** Data extract follows **

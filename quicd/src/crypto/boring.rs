//! BoringSSL primitives: HKDF-Expand-Label and one-shot AEAD seal/open.

use super::{AeadAlgorithm, Prf};
use crate::error::{Error, Result};
use boring_sys as ffi;
use std::ptr;

const LABEL_PREFIX: &[u8] = b"tls13 ";

fn digest(prf: Prf) -> *const ffi::EVP_MD {
    // SAFETY: returns a pointer to a static digest table.
    unsafe {
        match prf {
            Prf::Sha256 => ffi::EVP_sha256(),
            Prf::Sha384 => ffi::EVP_sha384(),
        }
    }
}

fn aead(alg: AeadAlgorithm) -> *const ffi::EVP_AEAD {
    // SAFETY: returns a pointer to a static AEAD table.
    unsafe {
        match alg {
            AeadAlgorithm::Aes128Gcm => ffi::EVP_aead_aes_128_gcm(),
            AeadAlgorithm::Aes256Gcm => ffi::EVP_aead_aes_256_gcm(),
            AeadAlgorithm::ChaCha20Poly1305 => ffi::EVP_aead_chacha20_poly1305(),
        }
    }
}

/// HKDF-Expand-Label with an empty context.
///
/// ```text
/// info = u16(len) || u8(6 + |label|) || "tls13 " || label || u8(0)
/// ```
pub fn hkdf_expand_label(prf: Prf, secret: &[u8], label: &str, len: usize) -> Result<Vec<u8>> {
    let out_len = u16::try_from(len).map_err(|_| Error::KeyDerivation("output too long"))?;
    let label_len = u8::try_from(LABEL_PREFIX.len() + label.len())
        .map_err(|_| Error::KeyDerivation("label too long"))?;

    let mut info = Vec::with_capacity(4 + usize::from(label_len));
    info.extend_from_slice(&out_len.to_be_bytes());
    info.push(label_len);
    info.extend_from_slice(LABEL_PREFIX);
    info.extend_from_slice(label.as_bytes());
    info.push(0);

    let mut out = vec![0u8; len];
    // SAFETY: all pointers come from live slices with matching lengths.
    let ok = unsafe {
        ffi::HKDF_expand(
            out.as_mut_ptr(),
            out.len(),
            digest(prf),
            secret.as_ptr(),
            secret.len(),
            info.as_ptr(),
            info.len(),
        )
    };
    if ok != 1 {
        return Err(Error::KeyDerivation("HKDF_expand"));
    }
    Ok(out)
}

struct AeadCtx(ffi::EVP_AEAD_CTX);

impl AeadCtx {
    fn new(alg: AeadAlgorithm, key: &[u8]) -> Result<Self> {
        // SAFETY: the context is zero-initialized and then initialized by
        // EVP_AEAD_CTX_init before any use; cleanup runs in Drop.
        unsafe {
            let mut ctx = AeadCtx(std::mem::zeroed());
            let ok = ffi::EVP_AEAD_CTX_init(
                &mut ctx.0,
                aead(alg),
                key.as_ptr(),
                key.len(),
                ffi::EVP_AEAD_DEFAULT_TAG_LENGTH as usize,
                ptr::null_mut(),
            );
            if ok != 1 {
                // Init failed; nothing to clean up.
                std::mem::forget(ctx);
                return Err(Error::Crypto);
            }
            Ok(ctx)
        }
    }
}

impl Drop for AeadCtx {
    fn drop(&mut self) {
        // SAFETY: only constructed after a successful init.
        unsafe { ffi::EVP_AEAD_CTX_cleanup(&mut self.0) };
    }
}

/// Encrypt `plaintext` into `dest`; returns ciphertext plus tag length.
pub fn seal(
    alg: AeadAlgorithm,
    key: &[u8],
    nonce: &[u8],
    ad: &[u8],
    plaintext: &[u8],
    dest: &mut [u8],
) -> Result<usize> {
    let mut ctx = AeadCtx::new(alg, key)?;
    let mut out_len = 0usize;
    // SAFETY: pointers and lengths come from live slices; BoringSSL checks
    // max_out_len against the required output size.
    let ok = unsafe {
        ffi::EVP_AEAD_CTX_seal(
            &mut ctx.0,
            dest.as_mut_ptr(),
            &mut out_len,
            dest.len(),
            nonce.as_ptr(),
            nonce.len(),
            plaintext.as_ptr(),
            plaintext.len(),
            ad.as_ptr(),
            ad.len(),
        )
    };
    if ok != 1 {
        return Err(Error::Crypto);
    }
    Ok(out_len)
}

/// Decrypt and authenticate `ciphertext` into `dest`; returns plaintext length.
pub fn open(
    alg: AeadAlgorithm,
    key: &[u8],
    nonce: &[u8],
    ad: &[u8],
    ciphertext: &[u8],
    dest: &mut [u8],
) -> Result<usize> {
    let mut ctx = AeadCtx::new(alg, key)?;
    let mut out_len = 0usize;
    // SAFETY: as for seal.
    let ok = unsafe {
        ffi::EVP_AEAD_CTX_open(
            &mut ctx.0,
            dest.as_mut_ptr(),
            &mut out_len,
            dest.len(),
            nonce.as_ptr(),
            nonce.len(),
            ciphertext.as_ptr(),
            ciphertext.len(),
            ad.as_ptr(),
            ad.len(),
        )
    };
    if ok != 1 {
        return Err(Error::Crypto);
    }
    Ok(out_len)
}

#[cfg(test)]
mod tests {
    use super::*;

    fn hex(s: &str) -> Vec<u8> {
        (0..s.len())
            .step_by(2)
            .map(|i| u8::from_str_radix(&s[i..i + 2], 16).unwrap())
            .collect()
    }

    /// RFC 9001 Appendix A.1 client initial keys.
    #[test]
    fn test_expand_label_known_vector() {
        let secret = hex("c00cf151ca5be075ed0ebfb5c80323c42d6b7db67881289af4008f1f6c357aea");
        let key = hkdf_expand_label(Prf::Sha256, &secret, "quic key", 16).unwrap();
        let iv = hkdf_expand_label(Prf::Sha256, &secret, "quic iv", 12).unwrap();
        assert_eq!(key, hex("1f369613dd76d5467730efcbe3b1a22d"));
        assert_eq!(iv, hex("fa044b2f42a3fd3b46fb255c"));
    }

    #[test]
    fn test_sha384_expansion_differs() {
        let secret = [0x42u8; 48];
        let a = hkdf_expand_label(Prf::Sha384, &secret, "quic key", 32).unwrap();
        let b = hkdf_expand_label(Prf::Sha384, &secret, "quic iv", 12).unwrap();
        assert_eq!(a.len(), 32);
        assert_ne!(&a[..12], &b[..]);
    }

    #[test]
    fn test_seal_open_every_algorithm() {
        for alg in [
            AeadAlgorithm::Aes128Gcm,
            AeadAlgorithm::Aes256Gcm,
            AeadAlgorithm::ChaCha20Poly1305,
        ] {
            let key = vec![0x11u8; alg.key_len()];
            let nonce = [0x22u8; 12];
            let mut sealed = [0u8; 64];
            let n = seal(alg, &key, &nonce, b"hdr", b"ping", &mut sealed).unwrap();
            assert_eq!(n, 4 + alg.tag_len(), "{:?}", alg);

            let mut opened = [0u8; 64];
            let m = open(alg, &key, &nonce, b"hdr", &sealed[..n], &mut opened).unwrap();
            assert_eq!(&opened[..m], b"ping");
        }
    }

    #[test]
    fn test_open_rejects_wrong_associated_data() {
        let key = [0x11u8; 16];
        let nonce = [0x22u8; 12];
        let mut sealed = [0u8; 64];
        let n = seal(AeadAlgorithm::Aes128Gcm, &key, &nonce, b"hdr", b"ping", &mut sealed).unwrap();

        let mut opened = [0u8; 64];
        assert!(matches!(
            open(AeadAlgorithm::Aes128Gcm, &key, &nonce, b"HDR", &sealed[..n], &mut opened),
            Err(Error::Crypto)
        ));
    }

    #[test]
    fn test_bad_key_length_fails() {
        let mut out = [0u8; 64];
        assert!(seal(AeadAlgorithm::Aes256Gcm, &[0u8; 5], &[0u8; 12], b"", b"x", &mut out).is_err());
    }
}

** End of Data extract **

**Aim of the task**
Where a line of the material holds the word "AeadCtx", copy that line.

**Answer to the problem**
struct AeadCtx(ffi::EVP_AEAD_CTX);
impl AeadCtx {
            let mut ctx = AeadCtx(std::mem::zeroed());
impl Drop for AeadCtx {
    let mut ctx = AeadCtx::new(alg, key)?;
    let mut ctx = AeadCtx::new(alg, key)?;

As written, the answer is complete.